Depending on how complicated your financial affairs are, a will can either be a simple document which has a few simple instructions and final wishes together with details of who you want to appoint as your Executor of the will.

The Executor is the person who is tasked with ensuring your final wishes are carried out after your death, and this normally a relative, close friend or a solicitor.

Drafting your will

If you have some property to pass on and some savings, it may be possible to use a standard DIY template and write your own will, which would then need to be witnessed by someone independent.

This is a cost-effective solution but if you want the comfort of knowing that that everything is done properly and your instructions will be executed as you wish, it is worth considering spending a bit of money with a solicitor or someone suitably qualified to professionally draw up a will that is legally sound and valid.

Living on your own

If you live on your own, make someone you trust aware of where details of your will can be found and consider writing a list of contacts that someone can access in your property if that situation arises.
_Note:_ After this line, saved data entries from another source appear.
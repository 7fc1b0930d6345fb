use ndarray::Array1;
use serde_json::value::RawValue;
use serde_json::Value;
use thiserror::Error;

/// A decoded lead signal.
///
/// The variant is picked from the literal form of the whole list: a single
/// float literal turns every sample into `f64`, otherwise samples stay exact
/// integers.
#[derive(Debug, Clone, PartialEq)]
pub enum Signal {
    Integer(Array1<i128>),
    Float(Array1<f64>),
}

impl Signal {
    pub fn len(&self) -> usize {
        match self {
            Signal::Integer(samples) => samples.len(),
            Signal::Float(samples) => samples.len(),
        }
    }

    pub fn is_empty(&self) -> bool {
        self.len() == 0
    }
}

impl From<Vec<i64>> for Signal {
    fn from(samples: Vec<i64>) -> Self {
        Signal::Integer(samples.into_iter().map(i128::from).collect())
    }
}

impl From<Vec<f64>> for Signal {
    fn from(samples: Vec<f64>) -> Self {
        Signal::Float(Array1::from(samples))
    }
}

#[derive(Error, Debug, Clone, PartialEq, Eq)]
pub enum SignalFormatError {
    #[error("Invalid signal format. Must be a valid JSON list of numbers (integers or floats).")]
    Syntax(String),

    #[error("Invalid signal format. Must be a list of numbers (integers or floats).")]
    NotAList,

    #[error("Invalid signal format. Must be a list of numbers (integers or floats), element {index} is not a number.")]
    NonNumeric { index: usize },
}

enum Literal {
    Integer(i128),
    Float(f64),
}

/// Parses one JSON number literal. Integer literals stay exact while they
/// fit an `i128`; floats use the native `f64` parse, so out-of-range
/// magnitudes saturate to infinity.
fn read_number(literal: &str) -> Option<Literal> {
    if !literal.starts_with(|c: char| c == '-' || c.is_ascii_digit()) {
        return None;
    }
    let is_float = literal.contains(|c: char| matches!(c, '.' | 'e' | 'E'));
    if !is_float {
        if let Ok(value) = literal.parse::<i128>() {
            return Some(Literal::Integer(value));
        }
    }
    literal.parse::<f64>().ok().map(Literal::Float)
}

pub fn decode(text: &str) -> Result<Signal, SignalFormatError> {
    // Raw values check the JSON grammar without converting numbers.
    let document: &RawValue =
        serde_json::from_str(text).map_err(|e| SignalFormatError::Syntax(e.to_string()))?;
    let document = document.get().trim();
    if !document.starts_with('[') {
        return Err(SignalFormatError::NotAList);
    }

    let items: Vec<&RawValue> =
        serde_json::from_str(document).map_err(|e| SignalFormatError::Syntax(e.to_string()))?;

    let literals = items
        .iter()
        .enumerate()
        .map(|(index, item)| {
            read_number(item.get().trim()).ok_or(SignalFormatError::NonNumeric { index })
        })
        .collect::<Result<Vec<Literal>, _>>()?;

    if literals.iter().any(|l| matches!(l, Literal::Float(_))) {
        let samples: Vec<f64> = literals
            .iter()
            .map(|l| match *l {
                Literal::Integer(v) => v as f64,
                Literal::Float(v) => v,
            })
            .collect();
        Ok(Signal::Float(Array1::from(samples)))
    } else {
        let samples: Vec<i128> = literals
            .iter()
            .filter_map(|l| match *l {
                Literal::Integer(v) => Some(v),
                Literal::Float(_) => None,
            })
            .collect();
        Ok(Signal::Integer(Array1::from(samples)))
    }
}

/// Writes a signal back to its textual list form, e.g. `[1, 2.5, -3.0]`.
/// Non-finite floats have no JSON form and are written as `null`.
pub fn encode(signal: &Signal) -> String {
    let items: Vec<String> = match signal {
        Signal::Integer(samples) => samples.iter().map(|v| v.to_string()).collect(),
        Signal::Float(samples) => samples.iter().map(|&v| Value::from(v).to_string()).collect(),
    };
    format!("[{}]", items.join(", "))
}

#[cfg(test)]
mod tests {
    use super::*;

    #[test]
    fn decodes_integer_list() {
        let signal = decode("[1,2,3,-4,2,-6]").unwrap();
        assert_eq!(signal, Signal::from(vec![1i64, 2, 3, -4, 2, -6]));
    }

    #[test]
    fn any_float_literal_promotes_whole_list() {
        let signal = decode("[1, 2.5, -3]").unwrap();
        assert_eq!(signal, Signal::from(vec![1.0, 2.5, -3.0]));

        let signal = decode("[1.0, 2]").unwrap();
        assert!(matches!(signal, Signal::Float(_)));
    }

    #[test]
    fn empty_list_is_valid() {
        let signal = decode("[]").unwrap();
        assert!(signal.is_empty());
        assert!(matches!(signal, Signal::Integer(_)));
    }

    #[test]
    fn keeps_full_unsigned_range() {
        let signal = decode("[18446744073709551615, -9223372036854775808]").unwrap();
        match signal {
            Signal::Integer(samples) => {
                assert_eq!(samples[0], u64::MAX as i128);
                assert_eq!(samples[1], i64::MIN as i128);
            }
            _ => panic!("expected integer signal"),
        }
    }

    #[test]
    fn oversized_floats_saturate_to_infinity() {
        let signal = decode("[1e400, -1]").unwrap();
        assert_eq!(signal, Signal::from(vec![f64::INFINITY, -1.0]));

        let signal = decode("[-1E400, 2.0]").unwrap();
        assert_eq!(signal, Signal::from(vec![f64::NEG_INFINITY, 2.0]));
    }

    #[test]
    fn integers_beyond_i128_become_floats() {
        let signal = decode("[1, 1000000000000000000000000000000000000000000]").unwrap();
        assert_eq!(signal, Signal::from(vec![1.0, 1e42]));
    }

    #[test]
    fn surrounding_whitespace_is_allowed() {
        assert_eq!(decode("  [ 1 , -2 ]\n").unwrap(), Signal::from(vec![1i64, -2]));
    }

    #[test]
    fn rejects_malformed_text() {
        assert!(matches!(decode("invalid"), Err(SignalFormatError::Syntax(_))));
        assert!(matches!(decode("[1, 2,"), Err(SignalFormatError::Syntax(_))));
        assert!(matches!(decode(""), Err(SignalFormatError::Syntax(_))));
    }

    #[test]
    fn rejects_non_list() {
        assert_eq!(decode("42"), Err(SignalFormatError::NotAList));
        assert_eq!(decode("{\"a\": 1}"), Err(SignalFormatError::NotAList));
        assert_eq!(decode("\"[1, 2]\""), Err(SignalFormatError::NotAList));
    }

    #[test]
    fn rejects_non_numeric_elements() {
        assert_eq!(decode("[1, \"2\", 3]"), Err(SignalFormatError::NonNumeric { index: 1 }));
        assert_eq!(decode("[true]"), Err(SignalFormatError::NonNumeric { index: 0 }));
        assert_eq!(decode("[1, null]"), Err(SignalFormatError::NonNumeric { index: 1 }));
        assert_eq!(decode("[[1], 2]"), Err(SignalFormatError::NonNumeric { index: 0 }));
    }

    #[test]
    fn messages_describe_expected_shape() {
        let message = decode("invalid").unwrap_err().to_string();
        assert!(message.starts_with("Invalid signal format."));
        assert!(message.contains("list of numbers"));
    }

    #[test]
    fn encodes_in_list_form() {
        assert_eq!(encode(&Signal::from(vec![1i64, 2, 3, -4, 2, -6])), "[1, 2, 3, -4, 2, -6]");
        assert_eq!(encode(&Signal::from(vec![1.0, -2.5])), "[1.0, -2.5]");
        assert_eq!(encode(&Signal::from(Vec::<i64>::new())), "[]");
    }

    #[test]
    fn encoded_floats_decode_as_floats() {
        let signal = Signal::from(vec![1.0, 2.0, -3.0]);
        assert_eq!(decode(&encode(&signal)).unwrap(), signal);
    }
}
If you live on your own, there is often even more of an incentive to get your affairs in order by writing a will, so that you can at least have some peace of mind that your end of life planning is in good order.

Jamie Rogers is a legal clerk. Having worked in the wills department for the past 8 years he also has knowledge in the new Living Wills which many people haven’t heard about. He has taken to writing to get this information out there, his articles appearing on eldercare, lifestyle and personal finance blogs.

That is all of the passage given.